Pertes, frustrations, angoisses, deuils : tout être humain y est confronté. Mais pourquoi la souffrance est-elle si indissociable de la condition humaine ? Est-elle une simple malchance, ou bien un élément structurant de l’existence ? La psychanalyse, de Freud à Lacan, nous invite à y voir non pas une fatalité à subir, mais un réel incontournable avec lequel chaque sujet doit composer. Allez, c’est parti…
La promesse d’un bonheur sans douleur relève donc d’une illusion. Le désir humain, par essence, se heurte à la frustration, et c’est dans cet écart entre attente et réalité que s’ouvre le champ de la souffrance.
Dès la naissance, l’enfant expérimente cette réalité : séparé du corps maternel, dépendant d’autrui pour survivre. Cette première expérience d’arrachement laisse une empreinte de faille, jamais comblée. Le langage vient ensuite redoubler cette division : nommer, c’est déjà perdre la chose. Les mots désignent l’objet, mais ne l’offrent jamais. La souffrance se loge précisément dans cette impossibilité de retrouver l’unité perdue.
Lacan parle ici de manque-à-être : l’idée que nous sommes structurés par une béance irréductible.
Ce n’est pas que les objets du monde nous déçoivent parce qu’ils sont imparfaits, mais parce qu’ils ne peuvent jamais combler l’attente infinie qui les habite. Le désir s’attache toujours à ce qui échappe, et c’est dans cet écart que la souffrance surgit.
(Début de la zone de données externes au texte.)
//! Database functions for detected faces.

use chrono::{DateTime, Utc};
use rusqlite::{params, Connection, OptionalExtension, Row};

use crate::error::Result;

/// Face bounding box in coordinates normalized to the image size (0..1).
#[derive(Debug, Clone, Copy, PartialEq)]
pub struct BoundingBox {
    pub left: f32,
    pub top: f32,
    pub right: f32,
    pub bottom: f32,
}

impl BoundingBox {
    /// Build a box and clamp it into the unit square.
    pub fn new(left: f32, top: f32, right: f32, bottom: f32) -> Self {
        Self {
            left: left.clamp(0.0, 1.0),
            top: top.clamp(0.0, 1.0),
            right: right.clamp(0.0, 1.0),
            bottom: bottom.clamp(0.0, 1.0),
        }
    }

    pub fn width(&self) -> f32 {
        (self.right - self.left).max(0.0)
    }

    pub fn height(&self) -> f32 {
        (self.bottom - self.top).max(0.0)
    }

    pub fn is_empty(&self) -> bool {
        self.width() <= 0.0 || self.height() <= 0.0
    }
}

/// A detected face in a photo
#[derive(Debug, Clone, PartialEq)]
pub struct Face {
    pub id: i64,
    pub photo_id: i64,
    pub bbox: BoundingBox,
    pub embedding: Vec<f32>,
    pub confidence: f32,
    pub detected_at: DateTime<Utc>,
}

/// A face ready to be persisted.
#[derive(Debug, Clone)]
pub struct NewFace {
    pub bbox: BoundingBox,
    pub embedding: Vec<f32>,
    pub confidence: f32,
}

/// The slice of a face the similarity index scans over.
#[derive(Debug, Clone)]
pub struct FaceEmbedding {
    pub face_id: i64,
    pub photo_id: i64,
    pub embedding: Vec<f32>,
    pub detected_at: DateTime<Utc>,
}

const FACE_COLUMNS: &str = r#"
    f.id, f.photo_id, f.bbox_left, f.bbox_top, f.bbox_right, f.bbox_bottom,
    f.embedding, f.confidence, f.detected_at
"#;

fn row_to_face(row: &Row<'_>) -> rusqlite::Result<Face> {
    let bytes: Vec<u8> = row.get(6)?;
    Ok(Face {
        id: row.get(0)?,
        photo_id: row.get(1)?,
        bbox: BoundingBox {
            left: row.get(2)?,
            top: row.get(3)?,
            right: row.get(4)?,
            bottom: row.get(5)?,
        },
        embedding: bytes_to_embedding(&bytes),
        confidence: row.get(7)?,
        detected_at: row.get(8)?,
    })
}

/// Store detected faces for a photo, returning their ids in input order.
pub fn insert_faces(
    conn: &Connection,
    photo_id: i64,
    faces: &[NewFace],
    detected_at: DateTime<Utc>,
) -> Result<Vec<i64>> {
    let mut stmt = conn.prepare(
        r#"
        INSERT INTO faces (photo_id, bbox_left, bbox_top, bbox_right, bbox_bottom,
                           embedding, embedding_dim, confidence, detected_at)
        VALUES (?, ?, ?, ?, ?, ?, ?, ?, ?)
        "#,
    )?;

    let mut ids = Vec::with_capacity(faces.len());
    for face in faces {
        stmt.execute(params![
            photo_id,
            face.bbox.left,
            face.bbox.top,
            face.bbox.right,
            face.bbox.bottom,
            embedding_to_bytes(&face.embedding),
            face.embedding.len() as i64,
            face.confidence,
            detected_at,
        ])?;
        ids.push(conn.last_insert_rowid());
    }
    Ok(ids)
}

pub fn get(conn: &Connection, face_id: i64) -> Result<Option<Face>> {
    let sql = format!("SELECT {} FROM faces f WHERE f.id = ?", FACE_COLUMNS);
    Ok(conn.query_row(&sql, [face_id], row_to_face).optional()?)
}

pub fn for_photo(conn: &Connection, photo_id: i64) -> Result<Vec<Face>> {
    let sql = format!(
        "SELECT {} FROM faces f WHERE f.photo_id = ? ORDER BY f.detected_at, f.id",
        FACE_COLUMNS
    );
    let mut stmt = conn.prepare(&sql)?;
    let faces = stmt
        .query_map([photo_id], row_to_face)?
        .filter_map(|r| r.ok())
        .collect();
    Ok(faces)
}

/// Every stored embedding, oldest detection first.
pub fn all_embeddings(conn: &Connection) -> Result<Vec<FaceEmbedding>> {
    let mut stmt = conn.prepare(
        "SELECT id, photo_id, embedding, detected_at FROM faces ORDER BY detected_at, id",
    )?;
    let rows = stmt
        .query_map([], |row| {
            let bytes: Vec<u8> = row.get(2)?;
            Ok(FaceEmbedding {
                face_id: row.get(0)?,
                photo_id: row.get(1)?,
                embedding: bytes_to_embedding(&bytes),
                detected_at: row.get(3)?,
            })
        })?
        .filter_map(|r| r.ok())
        .collect();
    Ok(rows)
}

/// Faces whose photo has no person link and that have no pending suggestion.
pub fn unassigned_unsuggested(conn: &Connection) -> Result<Vec<Face>> {
    let sql = format!(
        r#"
        SELECT {} FROM faces f
        WHERE NOT EXISTS (SELECT 1 FROM person_photos pp WHERE pp.photo_id = f.photo_id)
          AND NOT EXISTS (
              SELECT 1 FROM suggestions s WHERE s.face_id = f.id AND s.status = 'pending'
          )
        ORDER BY f.detected_at, f.id
        "#,
        FACE_COLUMNS
    );
    let mut stmt = conn.prepare(&sql)?;
    let faces = stmt
        .query_map([], row_to_face)?
        .filter_map(|r| r.ok())
        .collect();
    Ok(faces)
}

pub fn count(conn: &Connection) -> Result<i64> {
    Ok(conn.query_row("SELECT COUNT(*) FROM faces", [], |row| row.get(0))?)
}

// ============================================================================
// Helper functions
// ============================================================================

/// Convert f32 slice to bytes for storage
pub(crate) fn embedding_to_bytes(embedding: &[f32]) -> Vec<u8> {
    let mut bytes = Vec::with_capacity(embedding.len() * 4);
    for &val in embedding {
        bytes.extend_from_slice(&val.to_le_bytes());
    }
    bytes
}

/// Convert bytes back to f32 vector
pub(crate) fn bytes_to_embedding(bytes: &[u8]) -> Vec<f32> {
    bytes
        .chunks_exact(4)
        .map(|c| f32::from_le_bytes([c[0], c[1], c[2], c[3]]))
        .collect()
}

#[cfg(test)]
mod tests {
    use super::*;
    use crate::db::photos::{self, fixtures::metadata};
    use crate::db::{people, suggestions, Database};

    fn face(embedding: Vec<f32>) -> NewFace {
        NewFace {
            bbox: BoundingBox::new(0.1, 0.1, 0.4, 0.5),
            embedding,
            confidence: 0.95,
        }
    }

    #[test]
    fn test_embedding_bytes_preserve_values() {
        let embedding = vec![0.5, -1.25, 3.0e-7, f32::MAX];
        assert_eq!(bytes_to_embedding(&embedding_to_bytes(&embedding)), embedding);
    }

    #[test]
    fn test_bounding_box_clamps() {
        let bbox = BoundingBox::new(-0.2, 0.1, 1.4, 0.3);
        assert_eq!(bbox.left, 0.0);
        assert_eq!(bbox.right, 1.0);
        assert!((bbox.height() - 0.2).abs() < 1e-6);
        assert!(BoundingBox::new(0.5, 0.5, 0.5, 0.9).is_empty());
    }

    #[test]
    fn test_faces_cascade_with_photo() {
        let db = Database::open_in_memory().unwrap();
        db.initialize().unwrap();

        let photo_id = db.write(|tx| photos::insert(tx, &metadata("/a.jpg", "h1"))).unwrap();
        let ids = db
            .write(|tx| insert_faces(tx, photo_id, &[face(vec![1.0, 0.0]), face(vec![0.0, 1.0])], Utc::now()))
            .unwrap();
        assert_eq!(ids.len(), 2);

        let stored = db.read(|c| for_photo(c, photo_id)).unwrap();
        assert_eq!(stored[1].embedding, vec![0.0, 1.0]);

        db.write(|tx| photos::delete(tx, photo_id)).unwrap();
        assert_eq!(db.read(|c| count(c)).unwrap(), 0);
    }

    #[test]
    fn test_unassigned_unsuggested_filters() {
        let db = Database::open_in_memory().unwrap();
        db.initialize().unwrap();
        let now = Utc::now();

        let (linked, suggested, free) = db
            .write(|tx| {
                let p1 = photos::insert(tx, &metadata("/1.jpg", "h1"))?;
                let p2 = photos::insert(tx, &metadata("/2.jpg", "h2"))?;
                let p3 = photos::insert(tx, &metadata("/3.jpg", "h3"))?;
                let f1 = insert_faces(tx, p1, &[face(vec![1.0])], now)?[0];
                let f2 = insert_faces(tx, p2, &[face(vec![1.0])], now)?[0];
                let f3 = insert_faces(tx, p3, &[face(vec![1.0])], now)?[0];

                let person = people::create(tx, "Ada", now)?;
                people::link_photo(tx, person, p1, now)?;
                suggestions::insert_pending(tx, f2, None, 0.9, now)?;
                Ok((f1, f2, f3))
            })
            .unwrap();

        let eligible: Vec<i64> = db
            .read(|c| unassigned_unsuggested(c))
            .unwrap()
            .into_iter()
            .map(|f| f.id)
            .collect();
        assert_eq!(eligible, vec![free]);
        assert!(!eligible.contains(&linked));
        assert!(!eligible.contains(&suggested));
    }
}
Les penseurs existentialistes ont retrouvé cette vérité sous d’autres formes. Jean-Paul Sartre, par exemple, affirme que l’homme est “condamné à être libre” : livré à des choix incessants sans jamais trouver de fondement ultime, il est travaillé par une angoisse constitutive.
La liberté, loin d’être pure jouissance, est aussi une source de souffrance.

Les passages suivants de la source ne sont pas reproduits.